Kokomo Community Concerts series continues Sunday with Holland-Coots Jazz Quintet

Nov. 17—Kokomo High School's auditorium will be filled with music Sunday.

The Holland-Coots Jazz Quintet is coming to town to participate in the Kokomo Community Concerts series.

Danny Coots, the band's drummer, explained the rest of the quintet is filled out with pianist Brian Holland, a bass player, a cornet player and a reed player on clarinet and alto saxophone.

Coots explained the band primarily plays 1930s jazz, which is commonly referred to as classic jazz or hot jazz. Some of the tunes, he added, have a Dixieland feeling. The band especially enjoys playing Fats Waller compositions.

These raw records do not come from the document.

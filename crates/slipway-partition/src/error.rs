//! Partitioning errors.

use thiserror::Error;

use crate::graph::GraphError;

#[derive(Debug, Error)]
pub enum PartitionError {
    /// The module graph is malformed; the build errors immediately, no retry.
    #[error("dependency graph malformed: {0}")]
    Graph(#[from] GraphError),

    #[error("module manifest {path}: {source}")]
    Manifest {
        path: String,
        source: slipway_config::ConfigError,
    },

    /// Checkout-side failure, including a missing ref.
    #[error(transparent)]
    Checkout(#[from] slipway_core::Error),

    #[error("IO error: {0}")]
    Io(#[from] std::io::Error),
}

impl PartitionError {
    /// Whether this failure may resolve itself by waiting for the checkout
    /// to sync.
    pub fn is_ref_not_found(&self) -> bool {
        matches!(self, PartitionError::Checkout(slipway_core::Error::RefNotFound(_)))
    }
}
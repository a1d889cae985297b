//! Store error types.

use slipway_core::{AttemptState, ResourceId};
use thiserror::Error;

#[derive(Debug, Error)]
pub enum StoreError {
    #[error("not found: {0}")]
    NotFound(String),

    #[error("duplicate: {0}")]
    Duplicate(String),

    /// An optimistic attempt mutation lost its race: the attempt was not in
    /// the expected pre-state. Signals supersession or abort; the caller must
    /// not blindly retry.
    #[error("attempt {attempt_id} is {actual}, expected {expected}")]
    AttemptConflict {
        attempt_id: ResourceId,
        expected: AttemptState,
        actual: AttemptState,
    },

    /// A partition set already exists for the build.
    #[error("build {0} is already partitioned")]
    AlreadyPartitioned(ResourceId),

    #[error("invalid stored data: {0}")]
    InvalidData(String),

    #[error("database error: {0}")]
    Database(#[from] sqlx::Error),

    #[error("migration error: {0}")]
    Migration(#[from] sqlx::migrate::MigrateError),
}

pub type StoreResult<T> = std::result::Result<T, StoreError>;
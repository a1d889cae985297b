//! Core domain types and traits for the Slipway build orchestrator.
//!
//! This crate contains:
//! - Resource identifiers and common types
//! - Build, part and attempt records with their state enums
//! - The transient partition descriptor
//! - Traits for the external collaborators: work queue, source checkout,
//!   remote hosting server

pub mod build;
pub mod checkout;
pub mod error;
pub mod id;
pub mod queue;
pub mod remote;

pub use build::{
    AttemptResult, AttemptState, Branch, Build, BuildAttempt, BuildPart, BuildState, Partition,
};
pub use error::{Error, Result};
pub use id::ResourceId;
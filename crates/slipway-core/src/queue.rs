//! Work queue trait.
//!
//! The queue transport is an external collaborator: the core enqueues a
//! payload and expects the worker that eventually claims it to call back into
//! the lifecycle mutation API. Nothing else is consumed from the transport.

use async_trait::async_trait;
use serde::{Deserialize, Serialize};

use crate::{ResourceId, Result};

/// Everything a worker needs to execute one attempt independently.
#[derive(Debug, Clone, Serialize, Deserialize)]
pub struct WorkPayload {
    /// Attempt the worker must start/finish through the mutation API.
    pub attempt_id: ResourceId,
    /// Commit to check out.
    pub git_ref: String,
    /// Test category.
    pub kind: String,
    /// File or module paths to cover.
    pub items: Vec<String>,
    /// Opaque options bag from the partition.
    pub options: serde_json::Value,
}

/// Trait for work queue transports.
#[async_trait]
pub trait WorkQueue: Send + Sync {
    /// Name of this transport.
    fn name(&self) -> &'static str;

    /// Fire-and-forget enqueue onto a named queue.
    ///
    /// A transport outage surfaces as [`Error::QueueUnavailable`] and must be
    /// propagated synchronously to the caller; nothing is partially enqueued
    /// from the caller's point of view.
    ///
    /// [`Error::QueueUnavailable`]: crate::Error::QueueUnavailable
    async fn enqueue(&self, queue: &str, payload: WorkPayload) -> Result<()>;
}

The drummer didn't rule out the possibility of playing ragtime or boogie-woogie tunes, either.

"It really is some of the best of that period of American songwriting, the '20s and '30s and '40s," Coots said. "Some of the best songwriters that ever wrote were doing a lot of writing back then. We have a huge catalog of tunes that we can choose from."

With improvisation sprinkled into each tune, Coots said each performance feels fresh.

"We like to say we don't play the same thing once," Coots joked.

The quintet was formed after Coots met Holland in Rwanda. They were invited by a Swiss ambassador who wanted to bring American jazz back to its roots — Coots didn't tell the ambassador he was misguided in thinking land-locked Rwanda had a huge influence on jazz. Coastal nations, where more people were forced into slavery, had a much larger influence on the creation of jazz music.

"But why screw up a good trip?" Coots said.

The drummer said playing with Rwandese musicians was a life-changing experience filled with cultural exchanges. Most notably, he said, the Rwandese musicians were proficient with odd meter songs. Whereas American compositions tend to subdivide odd meters — such as "Take Five," made famous by Dave Brubeck — his Rwandese counterparts were able to play odd metered songs intuitively.

It helped him let go of the European-influenced notions of rhythm.

"Their sense of time is just impeccable," Coots said. "There's no rushing or dragging. It's just beautiful."

Holland and Coots enjoyed playing with each other. Returning home, they recorded an album and started several groups, including the Holland-Coots Jazz Quintet, which was formed about seven years ago.

The band is scheduled to begin playing at 2:30 p.m. Sunday. Tickets to the show cost $26 and can be purchased online at kokomocommunityconcerts.org.